EXERCISE: An exact copy is needed of each line from the one including "let config = RetryConfig::default();" through the last line of the entries, both ends counted, with nothing added.

===== RECORDS TO PROCESS =====

//! Retry engine
//!
//! Exponential backoff with jitter around an async operation. Retries only
//! errors the taxonomy marks retryable; backoff sleeps race against the
//! request context so cancellation wins immediately.

use std::future::Future;
use std::time::Duration;

use rand::{rngs::OsRng, RngCore};

use crate::config::Settings;
use crate::gateway::context::RequestContext;
use crate::gateway::error::GatewayError;

#[derive(Debug, Clone)]
pub struct RetryConfig {
    /// Retries after the first attempt, so `3` means up to 4 attempts.
    pub max_retries: u32,
    pub initial_backoff: Duration,
    pub max_backoff: Duration,
    pub backoff_factor: f64,
    /// Uniform noise added on top of the deterministic delay, as a
    /// fraction of it.
    pub jitter: f64,
}

impl Default for RetryConfig {
    fn default() -> Self {
        Self {
            max_retries: 3,
            initial_backoff: Duration::from_millis(1000),
            max_backoff: Duration::from_millis(30_000),
            backoff_factor: 2.0,
            jitter: 0.1,
        }
    }
}

impl RetryConfig {
    pub fn from_settings(settings: &Settings) -> Self {
        Self {
            max_retries: settings.max_retries,
            initial_backoff: Duration::from_millis(settings.initial_backoff_ms),
            max_backoff: Duration::from_millis(settings.max_backoff_ms),
            backoff_factor: settings.backoff_factor,
            jitter: settings.jitter,
        }
    }
}

/// Delay before the retry following `attempt` (0-based), jitter included.
pub fn backoff_delay(attempt: u32, config: &RetryConfig) -> Duration {
    let base = config.initial_backoff.as_millis() as f64;
    let factor = config.backoff_factor.max(1.0);
    let deterministic = (base * factor.powi(attempt.min(16) as i32))
        .min(config.max_backoff.as_millis() as f64) as u64;

    let jitter_span = (deterministic as f64 * config.jitter.max(0.0)) as u64;
    let jitter = if jitter_span == 0 {
        0
    } else {
        let mut bytes = [0u8; 8];
        OsRng.fill_bytes(&mut bytes);
        u64::from_le_bytes(bytes) % (jitter_span + 1)
    };

    Duration::from_millis(deterministic + jitter)
}

/// Outcome of a retried operation, with the number of retries performed.
#[derive(Debug)]
pub struct Attempted<T> {
    pub outcome: Result<T, GatewayError>,
    pub retries: u32,
}

/// Invoke `f` until it succeeds, a non-retryable error short-circuits, the
/// retry budget runs out, or the context is cancelled.
///
/// The closure owns its inputs (clone into an `async move` block) so each
/// attempt gets a fresh future.
pub async fn run<T, F, Fut>(ctx: &RequestContext, config: &RetryConfig, mut f: F) -> Attempted<T>
where
    F: FnMut() -> Fut,
    Fut: Future<Output = Result<T, GatewayError>>,
{
    let mut retries = 0u32;
    loop {
        if ctx.is_cancelled() {
            return Attempted {
                outcome: Err(ctx.cancellation_error()),
                retries,
            };
        }

        match f().await {
            Ok(value) => {
                return Attempted {
                    outcome: Ok(value),
                    retries,
                }
            }
            Err(err) => {
                if !err.retryable() || retries >= config.max_retries {
                    return Attempted {
                        outcome: Err(err),
                        retries,
                    };
                }

                let delay = backoff_delay(retries, config);
                tokio::select! {
                    _ = ctx.cancelled() => {
                        return Attempted {
                            outcome: Err(ctx.cancellation_error()),
                            retries,
                        };
                    }
                    _ = tokio::time::sleep(delay) => {}
                }
                retries += 1;
            }
        }
    }
}

#[cfg(test)]
mod tests {
    use super::*;
    use crate::providers::ModelType;
    use std::sync::atomic::{AtomicU32, Ordering};
    use std::sync::Arc;

    fn fast_config() -> RetryConfig {
        RetryConfig {
            max_retries: 3,
            initial_backoff: Duration::from_millis(5),
            max_backoff: Duration::from_millis(20),
            backoff_factor: 2.0,
            jitter: 0.1,
        }
    }

    fn retryable_error() -> GatewayError {
        GatewayError::Unavailable {
            provider: Some(ModelType::OpenAi),
            detail: "upstream returned 503".into(),
        }
    }

    #[tokio::test]
    async fn stops_at_retry_budget() {
        let ctx = RequestContext::new(None, None, None);
        let calls = Arc::new(AtomicU32::new(0));
        let counted = Arc::clone(&calls);

        let attempted = run(&ctx, &fast_config(), move || {
            let counted = Arc::clone(&counted);
            async move {
                counted.fetch_add(1, Ordering::SeqCst);
                Err::<(), _>(retryable_error())
            }
        })
        .await;

        assert!(attempted.outcome.is_err());
        assert_eq!(attempted.retries, 3);
        assert_eq!(calls.load(Ordering::SeqCst), 4);
    }

    #[tokio::test]
    async fn non_retryable_invokes_exactly_once() {
        let ctx = RequestContext::new(None, None, None);
        let calls = Arc::new(AtomicU32::new(0));
        let counted = Arc::clone(&calls);

        let attempted = run(&ctx, &fast_config(), move || {
            let counted = Arc::clone(&counted);
            async move {
                counted.fetch_add(1, Ordering::SeqCst);
                Err::<(), _>(GatewayError::InvalidRequest("bad".into()))
            }
        })
        .await;

        assert_eq!(attempted.retries, 0);
        assert_eq!(calls.load(Ordering::SeqCst), 1);
    }

    #[tokio::test]
    async fn success_returns_immediately() {
        let ctx = RequestContext::new(None, None, None);
        let attempted = run(&ctx, &fast_config(), || async { Ok::<_, GatewayError>(7) }).await;
        assert_eq!(attempted.outcome.unwrap(), 7);
        assert_eq!(attempted.retries, 0);
    }

    #[tokio::test]
    async fn recovers_after_transient_failures() {
        let ctx = RequestContext::new(None, None, None);
        let calls = Arc::new(AtomicU32::new(0));
        let counted = Arc::clone(&calls);

        let attempted = run(&ctx, &fast_config(), move || {
            let counted = Arc::clone(&counted);
            async move {
                if counted.fetch_add(1, Ordering::SeqCst) < 2 {
                    Err(retryable_error())
                } else {
                    Ok("ok")
                }
            }
        })
        .await;

        assert_eq!(attempted.outcome.unwrap(), "ok");
        assert_eq!(attempted.retries, 2);
    }

    #[tokio::test]
    async fn cancellation_interrupts_backoff() {
        let config = RetryConfig {
            initial_backoff: Duration::from_secs(30),
            ..fast_config()
        };
        let ctx = RequestContext::new(None, None, None);
        let canceller = ctx.clone();
        tokio::spawn(async move {
            tokio::time::sleep(Duration::from_millis(20)).await;
            canceller.cancel();
        });

        let started = std::time::Instant::now();
        let attempted = run(&ctx, &config, || async {
            Err::<(), _>(retryable_error())
        })
        .await;

        assert!(attempted.outcome.is_err());
        assert!(started.elapsed() < Duration::from_secs(5));
        assert!(matches!(
            attempted.outcome.unwrap_err(),
            GatewayError::Cancelled
        ));
    }

    #[test]
    fn backoff_grows_and_caps() {
        let config = RetryConfig::default();
        let d0 = backoff_delay(0, &config);
        let d1 = backoff_delay(1, &config);
        assert!(d0.as_millis() >= 1000);
        assert!(d1.as_millis() >= 2000);

        let capped = backoff_delay(16, &config);
        let ceiling = config.max_backoff.as_millis() as f64 * (1.0 + config.jitter) + 1.0;
        assert!((capped.as_millis() as f64) <= ceiling);
    }
}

=====

SOLUTION TO THIS PROBLEM:
        let config = RetryConfig::default();
        let d0 = backoff_delay(0, &config);
        let d1 = backoff_delay(1, &config);
        assert!(d0.as_millis() >= 1000);
        assert!(d1.as_millis() >= 2000);

        let capped = backoff_delay(16, &config);
        let ceiling = config.max_backoff.as_millis() as f64 * (1.0 + config.jitter) + 1.0;
        assert!((capped.as_millis() as f64) <= ceiling);
    }
}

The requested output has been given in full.